AJP - Gastrointestinal and Liver Physiology, Vol 254, Issue 4 586-G594, Copyright © 1988 by American Physiological Society
Ca2+ channel blockers interact with alpha 2-adrenergic receptors in rabbit ileum
F. R. Homaidan, M. Donowitz, J. Wicks, S. Cusolito, M. E. el Sabban, G. A. Weiland and W. G. Sharp
Department of Pharmacology, New York State College of Veterinary Medicine, Cornell University, Ithaca 14853.

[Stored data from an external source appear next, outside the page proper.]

// Copyright 2025 eraflo
//
// Licensed under the Apache License, Version 2.0 (the "License");
// you may not use this file except in compliance with the License.
// You may obtain a copy of the License at
//
//     http://www.apache.org/licenses/LICENSE-2.0
//
// Unless required by applicable law or agreed to in writing, software
// distributed under the License is distributed on an "AS IS" BASIS,
// WITHOUT WARRANTIES OR CONDITIONS OF ANY KIND, either express or implied.
// See the License for the specific language governing permissions and
// limitations under the License.

//! # Reflex Control
//!
//! The control loop of the resource core: the performance monitor, the
//! profile threshold table, trend analysis over snapshot history, memory
//! cleanup coordination and the [`ResourceManager`] that ties them together.

#![warn(missing_docs)]

pub mod analysis;
pub mod cleanup;
pub mod context;
pub mod metrics;
pub mod monitor;
pub mod registry;
pub mod service;
pub mod thresholds;

pub use cleanup::{CleanupCoordinator, CleanupProgress, CleanupStep, ReliefConfig};
pub use context::DeviceContext;
pub use metrics::RingBuffer;
pub use monitor::{MonitorConfig, PerformanceMonitor};
pub use registry::PoolRegistry;
pub use service::{ManagerConfig, ManagerPorts, ResourceManager};
pub use thresholds::ThresholdTable;
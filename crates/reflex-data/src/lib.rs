// Copyright 2025 eraflo
//
// Licensed under the Apache License, Version 2.0 (the "License");
// you may not use this file except in compliance with the License.
// You may obtain a copy of the License at
//
//     http://www.apache.org/licenses/LICENSE-2.0
//
// Unless required by applicable law or agreed to in writing, software
// distributed under the License is distributed on an "AS IS" BASIS,
// WITHOUT WARRANTIES OR CONDITIONS OF ANY KIND, either express or implied.
// See the License for the specific language governing permissions and
// limitations under the License.

//! # Reflex Data
//!
//! The reclaimable storage the resource core manages: bounded object pools
//! and the byte-budgeted image cache.

#![warn(missing_docs)]

pub mod cache;
pub mod pool;

pub use cache::{
    CacheConfig, CacheStats, CachedImage, ImageCache, ImagePriority, SharedImageCache,
};
pub use pool::{ManagedPool, ObjectPool, PoolObjectId, PoolStats, PooledObject, SharedPool};
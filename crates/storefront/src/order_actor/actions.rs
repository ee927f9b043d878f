//! Messages understood by the Order actor.
use super::draft::{OrderDraft, Quantity};
use super::workflow::OrderSnapshot;
use crate::model::{OrderResult, Product};
use rust_decimal::Decimal;
use std::sync::Arc;

#[derive(Debug, Clone)]
pub enum OrderRequest {
    /// Start a fresh draft for this product. Replies with the draft.
    Select(Arc<Product>),
    OpenForm,
    Close,
    SetQuantity(Quantity),
    SetPhone(String),
    SetAddress(String),
    Total,
    /// Validate and send the current draft. Replies once the outcome is known.
    Submit,
    Snapshot,
}

/// Replies, one variant per kind of answer.
#[derive(Debug, Clone)]
pub enum OrderReply {
    Draft(OrderDraft),
    Done,
    Total(Option<Decimal>),
    Submitted(OrderResult),
    Snapshot(OrderSnapshot),
}

/// Completions posted back by work the actor spawned.
#[derive(Debug)]
pub enum OrderEvent {
    SubmissionFinished { generation: u64, result: OrderResult },
    NoticeExpired { notice_id: u64 },
}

An interaction between Ca2+ channel blockers and alpha 2-adrenergic
receptors has been demonstrated in rabbit ileum by studying the effect of
clonidine on active electrolyte transport, under short-circuited
conditions, in the presence and absence of several Ca2+ channel blocking
agents. Clonidine, verapamil, diltiazem, cadmium, and nitrendipine all
decrease short-circuit current and stimulate NaCl absorption to different
extents with clonidine having the largest effect. Exposure to verapamil,
diltiazem, and cadmium inhibited the effects of clonidine on transport,
whereas nitrendipine had no such effect. Verapamil, diltiazem, and cadmium,
but not nitrendipine, also decreased the specific binding of [3H]alpha
2-adrenergic agents to a preparation of ileal basolateral membranes
explaining the observed decrease in the transport effects of clonidine. The
effective concentrations of the Ca2+ channel blockers that inhibited the
effects of clonidine on transport were fairly similar to the concentrations
needed to inhibit its specific binding. The displacement of clonidine by
calcium channel blockers is ascribed to a nonspecific effect of these
agents, although the possibility that their effects are exerted via their
binding to the calcium channels is not excluded.